Sonntag, 17. Oktober 2010

Was sollen bloß die Leute von uns denken?

Gestern, am 12. Oktober 2010, machte die Süddeutsche Zeitung mit der Schlagzeile auf: Türken bei deutschen Jugendlichen unbeliebt. Das niedersächsische Forschungsinstitut hat seine Befragungsstudie - 1600 Jugendliche türkischer und 20.000 Jugendliche bundesdeutscher Herkunft - veröffentlicht. Unabhängig von der Qualität dieser Studie, die sich aus der Nachricht nicht überprüfen lässt, kann man von dem Befund die Hypothese ableiten, dass die so genannten Parallelgesellschaften aus gegenseitigen Interaktionen entstanden sind - es sind nicht nur die Familien türkischer Sozialisation, sondern ebenso die Familien bundesdeutscher/deutscher Sozialisation, die den Kontakt meiden - und dass dieser Begriff einen kräftigen, bundesdeutschen projektiven Touch hat.

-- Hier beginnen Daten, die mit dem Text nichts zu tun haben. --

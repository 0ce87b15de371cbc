// Copyright (C) Banking Engine Contributors
// SPDX-License-Identifier: GPL-3.0-or-later WITH Classpath-exception-2.0

// This program is free software: you can redistribute it and/or modify
// it under the terms of the GNU General Public License as published by
// the Free Software Foundation, either version 3 of the License, or
// (at your option) any later version.

// This program is distributed in the hope that it will be useful,
// but WITHOUT ANY WARRANTY; without even the implied warranty of
// MERCHANTABILITY or FITNESS FOR A PARTICULAR PURPOSE. See the
// GNU General Public License for more details.

// You should have received a copy of the GNU General Public License
// along with this program. If not, see <https://www.gnu.org/licenses/>.

//! The immutable ledger record describing one attempted account mutation.

use crate::{
	currency::CurrencyCode,
	money::{Money, Rate},
	time::Timestamp,
};
use codec::{Decode, Encode};
use serde::{Deserialize, Serialize};

pub type OperationId = u64;
pub type AccountId = u64;

/// The kind of mutation an [`Operation`] records.
#[derive(Encode, Decode, Serialize, Deserialize, Clone, Copy, Debug, PartialEq, Eq)]
pub enum OperationType {
	Deposit,
	Withdraw,
	TransferIn,
	TransferOut,
	CardTransaction,
	Refund,
	Exchange,
}

/// `status` may transition exactly once, from `Done` to `Refunded`.
#[derive(Encode, Decode, Serialize, Deserialize, Clone, Copy, Debug, PartialEq, Eq)]
pub enum OperationStatus {
	Done,
	Denied,
	Refunded,
}

/// A caller-supplied extra field whose value is preserved verbatim.
#[derive(Encode, Decode, Serialize, Deserialize, Clone, Debug, PartialEq)]
pub enum ScalarValue {
	Text(String),
	Integer(i64),
	Boolean(bool),
}

/// The closed set of fields the core recognizes, plus an open side-channel
/// for whatever extra fields the caller attached to the request.
#[derive(Encode, Decode, Serialize, Deserialize, Clone, Debug, Default, PartialEq)]
pub struct OperationData {
	pub amount: Option<Money>,
	pub currency: Option<CurrencyCode>,
	pub card_id: Option<u64>,
	pub recipient_account_id: Option<AccountId>,
	pub sender_account_id: Option<AccountId>,
	pub operation_to_refund_id: Option<OperationId>,
	pub message: Option<String>,
	pub rate: Option<Rate>,
	pub new_amount: Option<Money>,
	pub new_currency: Option<CurrencyCode>,
	/// Caller-supplied fields not consumed by the core, preserved verbatim.
	/// Recipient-specific extras in a split transfer override general ones
	/// of the same key.
	pub extra: Vec<(String, ScalarValue)>,
}

impl OperationData {
	/// Merge `general` extras with `specific` extras, letting `specific`
	/// override a key present in both, as required for split-transfer
	/// recipient data.
	pub fn merge_extra(general: &[(String, ScalarValue)], specific: &[(String, ScalarValue)]) -> Vec<(String, ScalarValue)> {
		let mut merged: Vec<(String, ScalarValue)> = general.to_vec();
		for (key, value) in specific {
			if let Some(existing) = merged.iter_mut().find(|(k, _)| k == key) {
				existing.1 = value.clone();
			} else {
				merged.push((key.clone(), value.clone()));
			}
		}
		merged
	}
}

/// An immutable (in identity and type) ledger entry.
#[derive(Encode, Decode, Serialize, Deserialize, Clone, Debug, PartialEq)]
pub struct Operation {
	pub id: OperationId,
	pub date_time: Timestamp,
	pub kind: OperationType,
	pub status: OperationStatus,
	pub data: OperationData,
}

#[cfg(test)]
mod tests {
	use super::*;

	#[test]
	fn specific_extras_override_general_ones() {
		let general = vec![("meta_data".to_string(), ScalarValue::Text("y".to_string()))];
		let specific = vec![
			("meta_data".to_string(), ScalarValue::Text("override".to_string())),
			("other_data".to_string(), ScalarValue::Text("x".to_string())),
		];
		let merged = OperationData::merge_extra(&general, &specific);
		assert_eq!(merged.len(), 2);
		assert!(merged.contains(&("other_data".to_string(), ScalarValue::Text("x".to_string()))));
		assert!(merged.contains(&(
			"meta_data".to_string(),
			ScalarValue::Text("override".to_string())
		)));
	}
}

So ist die enorme Resonanz verständlich, die der Autor Thilo Sarrazin erzeugt hat - er ist auch das Sprachrohr eines Ressentiments. Es ist wie immer im Leben: ist man mit den Bürgerinnen und Bürgern anderer Nationalitäten bekannt oder befreundet, schleifen sich die Vorurteile ab. Leider können wir auf solche Erfahrungen - noch - nicht zurückgreifen. Die Aufregung um den Berliner Autor sollten wir auswerten als Beleg unserer Unkenntnis türkischer Sozialisation und Kultur und als Beleg unserer Ängstlichkeit, unsere Vorurteile zu klären. In den 50er Jahren schrieen die Leute Nestbeschmutzer!, wenn jemand jemanden an dessen braune Vergangenheit erinnerte - denn was sollte das Ausland denken, wenn die Bundesdeutschen noch immer eine buckelige Verwandtschaft besaßen. Heute schreien die Leute ähnlich - denn was soll das Ausland denken, wenn die Bundesdeutschen noch immer eine buckelige Verwandtschaft haben. Dabei kennt jeder Bundesdeutsche türkischer Herkunft das bundesdeutsche Vorurteil ihr oder ihm gegenüber. Die Bürgerinnen und Bürger anderer Nationen haben auch ihre buckeligen Verwandtschaften. Verwandtschaft ist Verwandtschaft. Man kann sie und man kann sich nicht ausschließen. Wir teilen die Verantwortung, dass wir zumindest miteinander sprechen und prüfen müssen, was von unserer Weltsicht zutrifft und was nicht.